Immunthrombozytopenie
ITP (Immunthrombozytopenie )
ITP (Immunthrombozytopenie )
Immunthrombozytopenie ist eine Autoimmunerkrankung (kein Blutkrebs!), bei der es zu einem Mangel an Blutplättchen (Thrombozyten) im Blut kommt. Immunthrombozytopenie ist auch unter dem Begriff Morbus Werlhof bekannt. Die Abkürzung ITP stammt von „idiopathische thrombopenische Purpura“. Idiopathisch bedeutet „aus unklarer Ursache“. Purpura sind kleine Blutungen in der Haut oder den Schleimhäuten.
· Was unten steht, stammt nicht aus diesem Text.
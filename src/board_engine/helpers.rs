//! Text formatting shared by the session, the client adapter and the CLI.

use std::time::Duration;

use crate::board_engine::models::{Board, Card, Color, Count, Fill, Shape, Triple};

/// Columns in the on-screen board grid.
pub const GRID_COLUMNS: usize = 3;

/// Compact card code, e.g. `2RSOv` = two red striped ovals.
pub fn card_code(card: &Card) -> String {
    let count = card.count.value();
    let color = match card.color {
        Color::Red    => 'R',
        Color::Green  => 'G',
        Color::Purple => 'P',
    };
    let fill = match card.fill {
        Fill::Solid   => 'F',
        Fill::Striped => 'S',
        Fill::Empty   => 'E',
    };
    let shape = match card.shape {
        Shape::Oval     => "Ov",
        Shape::Diamond  => "Di",
        Shape::Squiggle => "Sq",
    };
    format!("{count}{color}{fill}{shape}")
}

/// Long-form name, pluralised, e.g. "two red striped ovals".
pub fn card_name(card: &Card) -> String {
    let count = match card.count {
        Count::One   => "one",
        Count::Two   => "two",
        Count::Three => "three",
    };
    let plural = if card.count == Count::One { "" } else { "s" };
    format!("{count} {} {} {}{plural}", card.color, card.fill, card.shape)
}

/// Board laid out as rows of three card codes, positions numbered from 1.
pub fn board_grid(board: &Board) -> String {
    board
        .cards
        .chunks(GRID_COLUMNS)
        .enumerate()
        .map(|(row, cards)| {
            cards
                .iter()
                .enumerate()
                .map(|(col, card)| format!("{:>2}: {:<6}", row * GRID_COLUMNS + col + 1, card_code(card)))
                .collect::<Vec<_>>()
                .join("  ")
                .trim_end()
                .to_string()
        })
        .collect::<Vec<_>>()
        .join("\n")
}

pub fn triple_str(triple: &Triple) -> String {
    triple.cards.iter().map(card_code).collect::<Vec<_>>().join(" ")
}

/// Solve time as `MM:SS.mmm`. Minutes wrap at the hour like the on-page timer.
pub fn format_elapsed(elapsed: Duration) -> String {
    let millis = elapsed.as_millis();
    let minutes = (millis / 60_000) % 60;
    let seconds = (millis / 1_000) % 60;
    format!("{minutes:02}:{seconds:02}.{:03}", millis % 1_000)
}

/// Text dropped into the share sheet once the puzzle is solved.
pub fn share_message(elapsed: Duration, url: &str) -> String {
    format!(
        "I just solved the Daily SET in {}! Give it a try!\n{url}",
        format_elapsed(elapsed)
    )
}

#[cfg(test)]
mod tests {
    use super::*;

    #[test]
    fn codes_and_names() {
        let card = Card::new(Color::Red, Count::Two, Shape::Oval, Fill::Striped);
        assert_eq!(card_code(&card), "2RSOv");
        assert_eq!(card_name(&card), "two red striped ovals");

        let single = Card::new(Color::Purple, Count::One, Shape::Squiggle, Fill::Empty);
        assert_eq!(card_name(&single), "one purple empty squiggle");
    }

    #[test]
    fn elapsed_formatting() {
        assert_eq!(format_elapsed(Duration::from_millis(83_456)), "01:23.456");
        assert_eq!(format_elapsed(Duration::from_millis(5)), "00:00.005");
        assert_eq!(format_elapsed(Duration::from_secs(3_601)), "00:01.000");
    }

    #[test]
    fn share_text() {
        let msg = share_message(Duration::from_millis(61_000), "https://example.com/set.html");
        assert_eq!(
            msg,
            "I just solved the Daily SET in 01:01.000! Give it a try!\nhttps://example.com/set.html"
        );
    }
}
Das Blut besteht aus vielen verschiedenen Zellarten, darunter Thrombozyten. Das sind kleine Zellen, die eine wichtige Rolle bei der Blutgerinnung spielen. Wird ein Blutgefäß verletzt, verkleben diese Zellen miteinander und bilden einen Pfropf, der die Wände des Blutgefäßes abdichtet. Die Wunde hört auf zu bluten und es können auch keine Keime in den Körper eindringen.
Thrombozyten werden im Knochenmark gebildet und gelangen in den Blutkreislauf, sobald sie fertig ausgereift sind. Nach etwa sieben Tagen werden sie von der Milz oder Leber auf natürlichem Wege wieder abgebaut.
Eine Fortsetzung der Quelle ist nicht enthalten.